Last updated: July 1, 2024
Customer Acquisition Cost (CAC) measures how much a company spends to acquire a single new customer, making it one of the most important metrics to track for ecommerce companies. The formula for calculating CAC is shown below:
For example, if a company spends $5000 on a PPC campaign that results in 50 sales, then the company spent approximately $100 to bring each of those customers in. For eCommerce companies, who often operate on narrow margins and limited staff, having a firm grasp on their CACs compared to industry benchmarks is necessary to contextualize marketing spend. The table below provides CAC benchmarks for eCommerce companies across 13 industries, based on proprietary data drawn from 80+ clients between 2017 and 2023.
Average CAC for eCommerce Companies by Industry
Industry | Average CAC |
Advertising Specialty / Promotional | $64 |
Automotive Parts | $78 |
Beauty / Personal Care | $61 |
Cannabis / CBD | $72 |
Consumer Electronics | $76 |
Household Goods | $58 |
Fashion / Apparel | $66 |
Food & Beverage | $53 |
Furniture | $77 |
Jewelry | $91 |
Medical | $87 |
Sporting Goods | $67 |
Toys / Hobbies / DIY | $59 |
Understanding the CAC-to-LTV Ratio
CAC is most useful when combined with a second metric: customer lifetime value (LTV). Comparing CAC and LTV produces the CAC-to-LTV ratio, with eCommerce companies typically aiming for a CAC-to-LTV ratio of approximately 3:1. There are several factors to consider when calculating this ratio, however:
- eCommerce retailers experience the same issue with seasonality that brick and mortar stores do, and are likely to experience relative highs and lows in sales depending on the time of year.

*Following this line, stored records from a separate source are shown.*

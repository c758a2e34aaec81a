//! SeaORM implementation of ReservationRepository and OverlapSource

use async_trait::async_trait;
use chrono::{DateTime, Utc};
use sea_orm::sea_query::Condition;
use sea_orm::{
    ActiveModelTrait, ColumnTrait, DatabaseConnection, EntityTrait, PaginatorTrait, QueryFilter,
    QueryOrder, QueryTrait, Set,
};
use tracing::debug;
use uuid::Uuid;

use crate::domain::car::CarCategory;
use crate::domain::period::RentalPeriod;
use crate::domain::reservation::{
    OverlapSource, Reservation, ReservationRepository, ReservationStatus,
};
use crate::infrastructure::database::entities::reservation::{self, ReservationState};
use crate::shared::errors::{InfraError, StoreResult};

pub struct SeaOrmReservationRepository {
    db: DatabaseConnection,
}

impl SeaOrmReservationRepository {
    pub fn new(db: DatabaseConnection) -> Self {
        Self { db }
    }
}

// ── Conversion helpers ──────────────────────────────────────────

fn corrupted(id: Uuid, what: impl std::fmt::Display) -> InfraError {
    InfraError::Corrupted(format!("reservation {}: {}", id, what))
}

fn status_from_model(m: &reservation::Model) -> StoreResult<ReservationStatus> {
    let status = match m.status {
        ReservationState::Draft => ReservationStatus::Draft,
        ReservationState::Confirmed => ReservationStatus::Confirmed {
            confirmed_at: m
                .confirmed_at
                .ok_or_else(|| corrupted(m.id, "confirmed without confirmed_at"))?,
            rental_id: m.rental_id,
        },
        ReservationState::Cancelled => ReservationStatus::Cancelled {
            confirmed_at: m.confirmed_at,
            cancelled_at: m
                .cancelled_at
                .ok_or_else(|| corrupted(m.id, "cancelled without cancelled_at"))?,
        },
        ReservationState::Expired => ReservationStatus::Expired {
            expired_at: m
                .expired_at
                .ok_or_else(|| corrupted(m.id, "expired without expired_at"))?,
        },
    };
    Ok(status)
}

fn state_of(status: &ReservationStatus) -> ReservationState {
    match status {
        ReservationStatus::Draft => ReservationState::Draft,
        ReservationStatus::Confirmed { .. } => ReservationState::Confirmed,
        ReservationStatus::Cancelled { .. } => ReservationState::Cancelled,
        ReservationStatus::Expired { .. } => ReservationState::Expired,
    }
}

fn model_to_domain(m: reservation::Model) -> StoreResult<Reservation> {
    let status = status_from_model(&m)?;
    let category = CarCategory::new(&m.category).map_err(|e| corrupted(m.id, e))?;
    let period = RentalPeriod::new(m.start_at, m.end_at).map_err(|e| corrupted(m.id, e))?;
    Ok(Reservation::restore(
        m.id,
        m.customer_id,
        category,
        period,
        status,
        m.created_at,
    ))
}

fn to_active_model(r: &Reservation) -> reservation::ActiveModel {
    let status = r.status();
    reservation::ActiveModel {
        id: Set(r.id()),
        customer_id: Set(r.customer_id()),
        category: Set(r.category().as_str().to_string()),
        start_at: Set(r.period().start()),
        end_at: Set(r.period().end()),
        status: Set(state_of(status)),
        created_at: Set(r.created_at()),
        confirmed_at: Set(status.confirmed_at()),
        cancelled_at: Set(status.cancelled_at()),
        expired_at: Set(status.expired_at()),
        rental_id: Set(status.rental_id()),
    }
}

fn collect(models: Vec<reservation::Model>) -> StoreResult<Vec<Reservation>> {
    models.into_iter().map(model_to_domain).collect()
}

// ── ReservationRepository impl ──────────────────────────────────

#[async_trait]
impl ReservationRepository for SeaOrmReservationRepository {
    async fn add(&self, r: Reservation) -> StoreResult<()> {
        debug!("Saving reservation: {}", r.id());
        to_active_model(&r).insert(&self.db).await?;
        Ok(())
    }

    async fn find_by_id(&self, id: Uuid) -> StoreResult<Option<Reservation>> {
        reservation::Entity::find_by_id(id)
            .one(&self.db)
            .await?
            .map(model_to_domain)
            .transpose()
    }

    async fn update(&self, r: Reservation) -> StoreResult<()> {
        debug!("Updating reservation: {} -> {}", r.id(), r.status().name());

        let existing = reservation::Entity::find_by_id(r.id()).one(&self.db).await?;
        if existing.is_none() {
            return Err(corrupted(r.id(), "update of a row that does not exist"));
        }

        to_active_model(&r).update(&self.db).await?;
        Ok(())
    }

    async fn find_all(&self) -> StoreResult<Vec<Reservation>> {
        let models = reservation::Entity::find()
            .order_by_desc(reservation::Column::CreatedAt)
            .all(&self.db)
            .await?;
        collect(models)
    }

    async fn find_by_customer(&self, customer_id: Uuid) -> StoreResult<Vec<Reservation>> {
        let models = reservation::Entity::find()
            .filter(reservation::Column::CustomerId.eq(customer_id))
            .order_by_desc(reservation::Column::CreatedAt)
            .all(&self.db)
            .await?;
        collect(models)
    }

    async fn find_expiry_candidates(
        &self,
        created_cutoff: DateTime<Utc>,
        start_cutoff: DateTime<Utc>,
    ) -> StoreResult<Vec<Reservation>> {
        let models = reservation::Entity::find()
            .filter(reservation::Column::Status.eq(ReservationState::Draft))
            .filter(
                Condition::any()
                    .add(reservation::Column::CreatedAt.lte(created_cutoff))
                    .add(reservation::Column::StartAt.lte(start_cutoff)),
            )
            .order_by_desc(reservation::Column::CreatedAt)
            .all(&self.db)
            .await?;
        collect(models)
    }
}

#[async_trait]
impl OverlapSource for SeaOrmReservationRepository {
    async fn count_confirmed_overlapping(
        &self,
        category: &CarCategory,
        period: &RentalPeriod,
        exclude: Option<Uuid>,
    ) -> StoreResult<u64> {
        // Half-open intervals: touching endpoints do not overlap
        let count = reservation::Entity::find()
            .filter(reservation::Column::Status.eq(ReservationState::Confirmed))
            .filter(reservation::Column::Category.eq(category.as_str()))
            .filter(reservation::Column::StartAt.lt(period.end()))
            .filter(reservation::Column::EndAt.gt(period.start()))
            .apply_if(exclude, |q, id| q.filter(reservation::Column::Id.ne(id)))
            .count(&self.db)
            .await?;
        Ok(count)
    }
}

The most useful time scale on which to calculate CAC is annual as it accounts for these fluctuations.
- Companies with a higher degree of competition often aim for a lower ratio in favor of increased overall sales, trading short-term profitability for increased brand visibility and marketing share.
An annual CAC ratio that is significantly higher than 3:1 often indicates that a company can afford to spend more to bolster their long-term market share. Likewise, a ratio that is significantly below 3:1 that is not part of a long-term company strategy, suggests that marketing efforts are failing to effectively generate new customers and is a much more common scenario than a CAC that is too high.
Customer Acquisition Strategies to Lower eCommerce CACs
The most effective way to increase your CAC-to-LTV ratio is to lower your CACs by investing in high return marketing channels. Many ecommerce companies rely heavily on paid channels such as PPC or advertising on their sales platform, but doing so means that they must pay for each sale. Over time, this scaling cost, when combined with PPC inflation, drives up marketing costs and lowers profit margins.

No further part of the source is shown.